Si c’est le cas, le corps de la personne décédée sera alors transporté à l’IML (institut médico-légal) de Nancy, dans le cadre d’une enquête judiciaire, en vue d’une autopsie, afin de déterminer les véritables causes de son décès.

Et c’est le procureur – lui seul – qui peut lever l’obstacle médico-légal. Il délivre d’abord un certificat qui doit mentionner qu’il existe un obstacle médico-légal qui suspendra les opérations funéraires jusqu’à la décision de levée de cette suspension, en délivrant ensuite un permis d’inhumer, d’incinérer et/ou d’avoir des soins de thanatopraxie.

 

– Quelles autres compétences particulières, ce métier de conseillère funéraire requiert-il ?

Cette profession nécessite également de bien s’y connaître en matière de religions, que ce soit le bouddhisme, les religions musulmane, juive et chrétienne, ou encore orthodoxe… Ainsi faut-il maîtriser les emblèmes religieux (croix, étoile de David, croissant…). Mais il faut aussi avoir de solides connaissances au niveau des papiers administratifs et du déroulé des obsèques.

 

– Est-ce que la formation d’ASSP permet de favoriser les liens avec la famille du défunt ?

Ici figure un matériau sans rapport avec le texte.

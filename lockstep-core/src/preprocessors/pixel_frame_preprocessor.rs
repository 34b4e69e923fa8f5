use super::{Preprocessor, normalize_intensity};
use candle_core::{Result, Tensor};

const CROP_ROWS: usize = 25;
const FRAME_SHAPE: [usize; 3] = [80, 80, 3];

/// Downsamples full (210, 160, 3) pixel frames to (1, 80, 80, 3).
///
/// The crop offsets assume the frame layout of arcade-style simulators. Other frame sizes only
/// work if the cropped height and the width are both even, and they will not match `shape`.
#[derive(Debug, Clone, Copy, Default)]
pub struct PixelFramePreprocessor;

impl Preprocessor for PixelFramePreprocessor {
    fn shape(&self) -> Option<&[usize]> {
        Some(&FRAME_SHAPE)
    }

    fn transform(&self, observation: &Tensor) -> Result<Tensor> {
        let (height, width, channels) = observation.dims3()?;
        let rows = height.saturating_sub(2 * CROP_ROWS);
        // keeping every second row and column is the same as splitting both axes in pairs and
        // taking the first element of each pair
        let frame = observation
            .narrow(0, CROP_ROWS, rows)?
            .reshape((rows / 2, 2, width / 2, 2, channels))?
            .narrow(1, 0, 1)?
            .narrow(3, 0, 1)?
            .reshape((rows / 2, width / 2, channels))?
            .unsqueeze(0)?;
        normalize_intensity(&frame)
    }
}

#[cfg(test)]
mod tests {
    use super::*;
    use candle_core::{DType, Device};

    #[test]
    fn mid_gray_frame_becomes_zero() -> Result<()> {
        let frame = Tensor::full(128u8, (210, 160, 3), &Device::Cpu)?;
        let transformed = PixelFramePreprocessor.transform(&frame)?;
        assert_eq!(transformed.dims(), &[1, 80, 80, 3]);
        assert_eq!(&transformed.dims()[1..], PixelFramePreprocessor.shape().unwrap());
        assert_eq!(transformed.dtype(), DType::F32);
        let max = transformed.abs()?.flatten_all()?.max(0)?.to_scalar::<f32>()?;
        assert_eq!(max, 0.);
        Ok(())
    }

    #[test]
    fn keeps_even_rows_and_columns_after_crop() -> Result<()> {
        // pixel value encodes (row + col) % 256 so the picked positions can be checked
        let data = (0..210usize)
            .flat_map(|row| (0..160usize).flat_map(move |col| [((row + col) % 256) as f32; 3]))
            .collect::<Vec<_>>();
        let frame = Tensor::from_vec(data, (210, 160, 3), &Device::Cpu)?;
        let transformed = PixelFramePreprocessor.transform(&frame)?;
        let pixels = transformed.get(0)?.to_vec3::<f32>()?;
        for (row, col) in [(0usize, 0usize), (0, 79), (79, 0), (41, 17), (79, 79)] {
            let source = (25 + 2 * row + 2 * col) % 256;
            let expected = (source as f32 - 128.) / 128.;
            assert_eq!(pixels[row][col], [expected; 3]);
        }
        Ok(())
    }

    #[test]
    fn rejects_frames_without_channel_axis() {
        let frame = Tensor::zeros((210, 160), DType::U8, &Device::Cpu).unwrap();
        assert!(PixelFramePreprocessor.transform(&frame).is_err());
    }
}
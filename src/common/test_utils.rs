//! Test helpers.
//!
//! Bevy provides `World::run_system_once` (via the `RunSystemOnce` trait) for quickly
//! executing a system in tests without building a full schedule.
//!
//! Systems that use `Commands` enqueue structural changes; applying them is normally handled by
//! `ApplyDeferred` / schedule boundaries. We call `world.flush()` after running so queued commands
//! are applied before assertions.

use std::time::Duration;

use bevy::ecs::message::{Message, Messages};
use bevy::ecs::system::{IntoSystem, RunSystemOnce};
use bevy::prelude::*;

/// Run a system once on the given world, then flush deferred commands.
/// Returns the system output.
pub fn run_system_once<T, Out, Marker>(world: &mut World, system: T) -> Out
where
    T: IntoSystem<(), Out, Marker>,
{
    let out = world.run_system_once(system).expect("system run failed");
    world.flush();
    out
}

/// Insert a generic `Time` whose last delta is `dt` seconds.
pub fn set_delta(world: &mut World, dt: f32) {
    let mut time = Time::<()>::default();
    time.advance_by(Duration::from_secs_f32(dt));
    world.insert_resource(time);
}

/// Make sure message storage for `M` exists.
pub fn ensure_messages<M: Message>(world: &mut World) {
    if world.get_resource::<Messages<M>>().is_none() {
        world.init_resource::<Messages<M>>();
    }
}

/// Take every pending message of type `M` out of the world.
pub fn drain_messages<M: Message>(world: &mut World) -> Vec<M> {
    ensure_messages::<M>(world);
    world.resource_mut::<Messages<M>>().drain().collect()
}
//! Physics bridge: avian3d setup plus the two seams the combat code talks through.
//!
//! - contacts reported by avian become `Collision` messages (one per participant),
//!   carrying the manifold's deepest point and normal
//! - `CentralForce` messages become forces on dynamic bodies before the next step

use avian3d::prelude::*;
use bevy::prelude::*;

use crate::common::schedule::{NotifyPhase, TickPhase};
use crate::common::tunables::Tunables;

pub mod messages;

pub use messages::{CentralForce, Collision};

pub fn plugin(app: &mut App) {
    let gravity = app
        .world()
        .get_resource::<Tunables>()
        .map_or(Tunables::default().gravity, |t| t.gravity);
    app.add_plugins(PhysicsPlugins::default());
    app.insert_resource(Gravity(gravity));

    add_messages(app);
    app.add_systems(
        FixedPostUpdate,
        forward_contact_starts.in_set(NotifyPhase::Forward),
    )
    .add_systems(FixedUpdate, apply_central_forces.in_set(TickPhase::Forces));
}

/// Message storage used by the combat plugins. Safe to call more than once.
pub fn add_messages(app: &mut App) {
    app.add_message::<Collision>().add_message::<CentralForce>();
}

#[derive(Clone, Copy, Debug)]
struct ContactSide {
    collider: Entity,
    body: Option<Entity>,
}

impl ContactSide {
    #[inline]
    fn gameplay_owner(self) -> Entity {
        self.body.unwrap_or(self.collider)
    }
}

/// Point and outward normal of the deepest manifold contact, as seen from
/// `receiver`. The manifold normal points from `collider1` to `collider2`.
pub fn manifold_contact(pair: &ContactPair, receiver: Entity) -> Option<(Vec3, Vec3)> {
    let (manifold, deepest) = pair
        .manifolds
        .iter()
        .filter_map(|m| m.find_deepest_contact().map(|p| (m, p)))
        .max_by(|(_, a), (_, b)| a.penetration.total_cmp(&b.penetration))?;
    let outward = if receiver == pair.collider1 {
        -manifold.normal
    } else {
        manifold.normal
    };
    Some((deepest.point, outward.try_normalize()?))
}

/// Contact as seen from `entity`. Falls back to the line between centres when
/// avian has no manifold for the pair.
fn contact_for(
    entity: ContactSide,
    other: ContactSide,
    pair: Option<&ContactPair>,
    positions: &Query<&Transform>,
) -> Collision {
    let (here_id, there_id) = (entity.gameplay_owner(), other.gameplay_owner());
    if let Some((point, normal)) = pair.and_then(|p| manifold_contact(p, entity.collider)) {
        return Collision { entity: here_id, other: there_id, point, normal };
    }
    let here = positions.get(here_id).map(|tf| tf.translation).unwrap_or(Vec3::ZERO);
    let there = positions.get(there_id).map(|tf| tf.translation).unwrap_or(here);
    Collision {
        entity: here_id,
        other: there_id,
        point: here,
        normal: (here - there).try_normalize().unwrap_or(Vec3::Y),
    }
}

pub fn forward_contact_starts(
    mut started: MessageReader<CollisionStart>,
    contacts: Collisions,
    positions: Query<&Transform>,
    mut collisions: MessageWriter<Collision>,
) {
    for ev in started.read() {
        let a = ContactSide { collider: ev.collider1, body: ev.body1 };
        let b = ContactSide { collider: ev.collider2, body: ev.body2 };
        if a.gameplay_owner() == b.gameplay_owner() {
            continue;
        }
        let pair = contacts.get(ev.collider1, ev.collider2);
        collisions.write(contact_for(a, b, pair, &positions));
        collisions.write(contact_for(b, a, pair, &positions));
    }
}

pub fn apply_central_forces(mut requests: MessageReader<CentralForce>, mut bodies: Query<Forces>) {
    for req in requests.read() {
        match bodies.get_mut(req.entity) {
            Ok(mut forces) => forces.apply_force(req.force),
            Err(_) => trace!("central force for {:?} dropped: no dynamic body", req.entity),
        }
    }
}
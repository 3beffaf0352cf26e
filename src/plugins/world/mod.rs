//! Terrain blocks as seen by the combat code.
//!
//! Blocks are ordinary static colliders in the `World` layer with a `Block`
//! component describing how solid they are.

use avian3d::prelude::*;
use bevy::prelude::*;

use crate::common::layers::Layer;

#[derive(Component, Debug, Clone, Copy, PartialEq, Eq, Default)]
pub struct Block {
    pub penetrable: bool,
    pub liquid: bool,
}

impl Block {
    pub const SOLID: Self = Self { penetrable: false, liquid: false };
    pub const WATER: Self = Self { penetrable: true, liquid: true };

    /// Whether a projectile striking this block should react to it.
    #[inline]
    pub fn stops_projectiles(self) -> bool {
        !(self.penetrable && self.liquid)
    }
}

/// Static axis-aligned block centred at `center`.
pub fn terrain_block(center: Vec3, size: Vec3, block: Block) -> impl Bundle {
    let layers = CollisionLayers::new(Layer::World, [Layer::Character, Layer::Projectile]);
    (
        Name::new("Block"),
        block,
        Transform::from_translation(center),
        RigidBody::Static,
        Collider::cuboid(size.x, size.y, size.z),
        layers,
    )
}
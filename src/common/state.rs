//! Global state machine.

use bevy::prelude::*;

#[derive(Debug, Clone, Copy, Eq, PartialEq, Hash, States, Default)]
pub enum GameState {
    #[default]
    InGame,
}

Oui ! Il faut déjà se mettre dans l’idée que lorsque l’on est auxiliaire de vie, sans diplôme d’aide-soignante, ce qui a été mon cas lors des stages effectués durant les années d’études en Bac Pro, on fait face à des personnes âgées qui sont en fin de vie ! Alors pour moi, la formation d’ASSP a été un plus parce que si l’on veut bifurquer sur le secteur des pompes funèbres, c’est la continuité !

 

– Quel regard portes-tu sur ton métier après l’obtention de ton diplôme ?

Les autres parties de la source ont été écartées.